» Exercise goal
What lines below include the string "priorities"? Pick them out and copy them.

» Supplied entries
//! Call stacks and the stacktrace that groups them.

use super::frame::StackFrame;
use serde::{Deserialize, Serialize};

/// Line format the upstream parser used for a call stack
#[derive(Debug, Clone, Copy, PartialEq, Eq, Default, Serialize, Deserialize)]
#[serde(rename_all = "lowercase")]
pub enum CallStackFormat {
    /// `#0 0x32b5982 in get third_party/WebKit/Source/wtf/RefPtr.h:61:43`
    #[default]
    Default,
    /// `at com.android.commands.am.Am.onRun(Am.java:353)`
    Java,
    /// `chrome_child!v8::internal::ApplyTransition+0x93 [v8/src/lookup.cc @ 340]`
    Syzyasan,
}

/// Source language of a call stack
#[derive(Debug, Clone, Copy, PartialEq, Eq, Serialize, Deserialize)]
#[serde(rename_all = "lowercase")]
pub enum LanguageType {
    Cpp,
    Java,
}

impl From<CallStackFormat> for LanguageType {
    fn from(format: CallStackFormat) -> Self {
        match format {
            CallStackFormat::Java => LanguageType::Java,
            CallStackFormat::Default | CallStackFormat::Syzyasan => LanguageType::Cpp,
        }
    }
}

/// An ordered sequence of frames, in crash order
#[derive(Debug, Clone, PartialEq, Eq, Serialize, Deserialize)]
#[serde(deny_unknown_fields)]
pub struct CallStack {
    /// Smaller is higher blame priority; 0 is the crashing thread
    pub priority: u32,

    /// Frames, innermost first
    #[serde(default)]
    pub frames: Vec<StackFrame>,

    /// Line format used upstream
    #[serde(default)]
    pub format_type: CallStackFormat,

    /// Explicit language; derived from `format_type` when absent
    #[serde(default, skip_serializing_if = "Option::is_none")]
    language_type: Option<LanguageType>,
}

impl CallStack {
    /// Create a call stack whose language follows its format
    pub fn new(priority: u32, frames: Vec<StackFrame>, format_type: CallStackFormat) -> Self {
        Self {
            priority,
            frames,
            format_type,
            language_type: None,
        }
    }

    /// Builder: override the language (e.g. Java frames in default format)
    pub fn with_language(mut self, language_type: LanguageType) -> Self {
        self.language_type = Some(language_type);
        self
    }

    pub fn language_type(&self) -> LanguageType {
        self.language_type
            .unwrap_or_else(|| LanguageType::from(self.format_type))
    }

    pub fn len(&self) -> usize {
        self.frames.len()
    }

    pub fn is_empty(&self) -> bool {
        self.frames.is_empty()
    }
}

/// All call stacks of one crash, with one designated crash stack
#[derive(Debug, Clone, PartialEq, Eq, Serialize, Deserialize)]
#[serde(from = "RawStacktrace")]
pub struct Stacktrace {
    pub stacks: Vec<CallStack>,

    /// Index into `stacks` of the crash stack
    crash_stack_index: Option<usize>,
}

#[derive(Deserialize)]
#[serde(deny_unknown_fields)]
struct RawStacktrace {
    #[serde(default)]
    stacks: Vec<CallStack>,
    #[serde(default)]
    crash_stack_index: Option<usize>,
}

impl From<RawStacktrace> for Stacktrace {
    fn from(raw: RawStacktrace) -> Self {
        match raw.crash_stack_index {
            Some(index) => Stacktrace::with_crash_stack(raw.stacks, index),
            None => Stacktrace::new(raw.stacks),
        }
    }
}

impl Stacktrace {
    /// Build a stacktrace whose crash stack is the first non-empty stack
    /// with the numerically smallest priority.
    pub fn new(stacks: Vec<CallStack>) -> Self {
        let crash_stack_index = stacks
            .iter()
            .enumerate()
            .filter(|(_, stack)| !stack.is_empty())
            .min_by_key(|(index, stack)| (stack.priority, *index))
            .map(|(index, _)| index)
            .or_else(|| {
                stacks
                    .iter()
                    .enumerate()
                    .min_by_key(|(index, stack)| (stack.priority, *index))
                    .map(|(index, _)| index)
            });

        Self {
            stacks,
            crash_stack_index,
        }
    }

    /// Build a stacktrace with an explicitly chosen crash stack.
    ///
    /// Out-of-range indices fall back to [`Stacktrace::new`]'s choice.
    pub fn with_crash_stack(stacks: Vec<CallStack>, index: usize) -> Self {
        if index < stacks.len() {
            Self {
                stacks,
                crash_stack_index: Some(index),
            }
        } else {
            Self::new(stacks)
        }
    }

    /// The stack selected for display and priority
    pub fn crash_stack(&self) -> Option<&CallStack> {
        self.crash_stack_index.and_then(|index| self.stacks.get(index))
    }

    pub fn len(&self) -> usize {
        self.stacks.len()
    }

    pub fn is_empty(&self) -> bool {
        self.stacks.is_empty()
    }

    /// Every frame across all stacks, with the priority of its stack
    pub fn frames(&self) -> impl Iterator<Item = (&StackFrame, u32)> {
        self.stacks
            .iter()
            .flat_map(|stack| stack.frames.iter().map(move |frame| (frame, stack.priority)))
    }

    /// Copy of this stacktrace with every frame passed through `f`
    pub fn map_frames<F>(&self, f: F) -> Stacktrace
    where
        F: Fn(&StackFrame) -> StackFrame,
    {
        let stacks = self
            .stacks
            .iter()
            .map(|stack| CallStack {
                frames: stack.frames.iter().map(&f).collect(),
                ..stack.clone()
            })
            .collect();

        Stacktrace {
            stacks,
            crash_stack_index: self.crash_stack_index,
        }
    }
}

#[cfg(test)]
mod tests {
    use super::*;

    fn frame(index: u32) -> StackFrame {
        StackFrame::new(index, "src/", "f", "a.cc", "src/a.cc", vec![1])
    }

    #[test]
    fn test_language_follows_format() {
        let java = CallStack::new(0, vec![], CallStackFormat::Java);
        assert_eq!(java.language_type(), LanguageType::Java);

        let cpp = CallStack::new(0, vec![], CallStackFormat::Default);
        assert_eq!(cpp.language_type(), LanguageType::Cpp);
        assert_eq!(
            cpp.with_language(LanguageType::Java).language_type(),
            LanguageType::Java
        );
    }

    #[test]
    fn test_crash_stack_is_highest_priority_non_empty() {
        let stacks = vec![
            CallStack::new(2, vec![frame(0)], CallStackFormat::Default),
            CallStack::new(0, vec![], CallStackFormat::Default),
            CallStack::new(1, vec![frame(0)], CallStackFormat::Default),
        ];
        let trace = Stacktrace::new(stacks);
        assert_eq!(trace.crash_stack().unwrap().priority, 1);
    }

    #[test]
    fn test_explicit_crash_stack() {
        let stacks = vec![
            CallStack::new(0, vec![frame(0)], CallStackFormat::Default),
            CallStack::new(1, vec![frame(1)], CallStackFormat::Default),
        ];
        let trace = Stacktrace::with_crash_stack(stacks, 1);
        assert_eq!(trace.crash_stack().unwrap().priority, 1);
    }

    #[test]
    fn test_empty_stacktrace() {
        let trace = Stacktrace::new(vec![]);
        assert!(trace.is_empty());
        assert!(trace.crash_stack().is_none());
    }

    #[test]
    fn test_frames_carry_stack_priority() {
        let trace = Stacktrace::new(vec![
            CallStack::new(0, vec![frame(0), frame(1)], CallStackFormat::Default),
            CallStack::new(3, vec![frame(0)], CallStackFormat::Default),
        ]);
        let priorities: Vec<u32> = trace.frames().map(|(_, priority)| priority).collect();
        assert_eq!(priorities, vec![0, 0, 3]);
    }
}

» Reply to the task
        let priorities: Vec<u32> = trace.frames().map(|(_, priority)| priority).collect();
        assert_eq!(priorities, vec![0, 0, 3]);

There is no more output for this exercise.